Abstract

Histone phosphorylation is dynamically regulated during cell division, such as H3 -Ser10, H3-Thr11 and H3-Ser28. Here we analyzed maize (Zea mays L) for Thr133-phosphorylated Histone H2A, which is important for spindle checkpoint control and centromere cohesion protector Shugoshin localization in mammals and yeast. Immunostaining results indicate that ph-H2A-Thr133 signals bridged those of CENH3 by using a plant displaying YFP-CENH3 signals. H2A-Thr133 is phosphorylated in different cell types. During mitosis, H2A Thr133 phosphorylation becomes strong in metaphase and is specific to centromere regions but drops during later anaphase and telophase.
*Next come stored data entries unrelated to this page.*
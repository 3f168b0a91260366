//! # Feedback Engine
//!
//! Classifies the solver result for a program and computes the
//! solver-derived hints the refinement loop feeds back to the LLM:
//! missing links (premises not yet derivable) and conflicting assertions
//! (unsat core, or every assertion when the core is empty).

use serde::{Deserialize, Serialize};
use tracing::warn;
use z3::{Config, Context, SatResult};

use crate::dsl::{extract_predicate_names, normalize_atom_text, Expr, ExpressionParser, ParseMode};
use crate::ontology::Ontology;
use crate::program::LogicProgram;
use crate::solver::{SolverDriver, SolverError, SolverInstance};

/// Outcome of one solver check.
#[derive(Debug, Clone, Copy, PartialEq, Eq, Serialize, Deserialize)]
#[serde(rename_all = "snake_case")]
pub enum FeedbackStatus {
    ConsistentEntails,
    ConsistentNoEntailment,
    Inconsistent,
    InvalidLogicProgram,
}

impl FeedbackStatus {
    pub fn as_str(&self) -> &'static str {
        match self {
            FeedbackStatus::ConsistentEntails => "consistent_entails",
            FeedbackStatus::ConsistentNoEntailment => "consistent_no_entailment",
            FeedbackStatus::Inconsistent => "inconsistent",
            FeedbackStatus::InvalidLogicProgram => "invalid_logic_program",
        }
    }
}

/// Structured solver feedback for one program evaluation.
#[derive(Debug, Clone, PartialEq, Serialize, Deserialize)]
pub struct LogicFeedback {
    pub status: FeedbackStatus,
    pub conflicting_axioms: Vec<String>,
    pub missing_links: Vec<String>,
    pub human_summary: String,
}

impl LogicFeedback {
    /// Feedback for a program the translator could not build.
    pub fn invalid(summary: impl Into<String>) -> Self {
        LogicFeedback {
            status: FeedbackStatus::InvalidLogicProgram,
            conflicting_axioms: Vec::new(),
            missing_links: Vec::new(),
            human_summary: summary.into(),
        }
    }
}

/// Build a fresh solver for `program` and classify the result.
/// Convenience wrapper owning the whole solver lifetime.
pub fn evaluate_program(
    program: &LogicProgram,
    registry: &Ontology,
) -> Result<LogicFeedback, SolverError> {
    let cfg = Config::new();
    let ctx = Context::new(&cfg);
    let driver = SolverDriver::new(registry);
    let instance = driver.build(&ctx, program)?;
    Ok(build_feedback(&instance, program, registry))
}

/// Classify the solver state:
/// - UNSAT: `inconsistent`, with the unsat core as conflicting axioms;
/// - SAT/UNKNOWN without a query: `consistent_no_entailment`;
/// - query entailed: `consistent_entails`;
/// - otherwise: `consistent_no_entailment` plus missing links.
pub fn build_feedback(
    instance: &SolverInstance<'_>,
    program: &LogicProgram,
    registry: &Ontology,
) -> LogicFeedback {
    let result = instance.solver.check();

    if result == SatResult::Unsat {
        let conflicting = instance.core_labels();
        let first = conflicting.first().cloned().unwrap_or_default();
        return LogicFeedback {
            status: FeedbackStatus::Inconsistent,
            human_summary: format!(
                "Sono presenti assiomi contraddittori (primo coinvolto: {first})."
            ),
            conflicting_axioms: conflicting,
            missing_links: Vec::new(),
        };
    }

    if result == SatResult::Unknown {
        warn!("solver returned UNKNOWN; treating as satisfiable");
    }

    let query_name = instance
        .query_text
        .as_deref()
        .map(normalize_atom_text)
        .filter(|q| !q.is_empty());

    let Some(query_name) = query_name else {
        return LogicFeedback {
            status: FeedbackStatus::ConsistentNoEntailment,
            conflicting_axioms: Vec::new(),
            missing_links: Vec::new(),
            human_summary:
                "Il sistema è coerente ma non è stata richiesta alcuna conclusione.".to_string(),
        };
    };

    let entailed = match &instance.query {
        Some(query) => instance.entails(query),
        None => instance.entails_atom_key(&query_name),
    };

    if entailed {
        return LogicFeedback {
            status: FeedbackStatus::ConsistentEntails,
            conflicting_axioms: Vec::new(),
            missing_links: Vec::new(),
            human_summary: "Il sistema è coerente e implica la conclusione.".to_string(),
        };
    }

    let missing_links = compute_missing_links(instance, program, registry, &query_name);
    let detail = missing_links
        .first()
        .map(|first| format!(" (manca: {first})"))
        .unwrap_or_default();
    LogicFeedback {
        status: FeedbackStatus::ConsistentNoEntailment,
        conflicting_axioms: Vec::new(),
        missing_links,
        human_summary: format!(
            "Il sistema è coerente ma la conclusione non è dimostrabile{detail}."
        ),
    }
}

/// Missing-link computation:
/// - no rule concludes the query predicate: the query predicate itself;
/// - otherwise, for every such rule, probe each atom of its condition and
///   collect those not entailed, deduplicated in first-seen order and
///   never including the query predicate.
fn compute_missing_links(
    instance: &SolverInstance<'_>,
    program: &LogicProgram,
    registry: &Ontology,
    query_name: &str,
) -> Vec<String> {
    let target_pred = query_name
        .split('(')
        .next()
        .unwrap_or(query_name)
        .trim()
        .to_string();

    let rules = program.rules_concluding_predicate(&target_pred);
    if rules.is_empty() {
        return vec![target_pred];
    }

    let parser = ExpressionParser::new(registry, ParseMode::Permissive);
    let mut missing = Vec::new();
    let mut seen = std::collections::BTreeSet::new();

    for rule in rules {
        let condition = rule.condition.trim();
        if condition.is_empty() || condition.eq_ignore_ascii_case("true") {
            continue;
        }
        let atoms: Vec<(String, Vec<String>)> =
            match parser.parse(condition, &program.predicates, &program.constants) {
                Ok(parsed) => parsed.expr.atoms(),
                // Unparseable condition: fall back to a syntactic harvest
                // and probe bare predicate names.
                Err(_) => extract_predicate_names(condition)
                    .into_iter()
                    .map(|name| (name, Vec::new()))
                    .collect(),
            };
        for (predicate, args) in atoms {
            if predicate == target_pred {
                continue;
            }
            let key = Expr::atom_key(&predicate, &args);
            if !instance.entails_atom_key(&key) && seen.insert(predicate.clone()) {
                missing.push(predicate);
            }
        }
    }
    missing
}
Immunostaining for several maize dicentric chromosomes revealed that the inactive centromeres have lost the phosphorylation of H2A-Thr133. During meiosis in maize meiocytes, H2A phosphorylation becomes strong in the early pachytene stage and increases to a maximum at metaphase I. In the maize meiotic mutant, afd1 (absence of first division), sister chromatids show equational separation at metaphase I, but there is no H2A-Thr-133 phosphorylation changes during meiosis compared with wild type. In sgo1 mutants, sister chromatid segregate randomly during meiosis II, phosphorylation of H2A-Thr-133 is observed on the centromere regions during meiosis II. The availability of these mutants in maize that lack sister cohesion and Shugoshin indicate that the signals for phosphorylation are not dependent on cohesion but on centromere activity.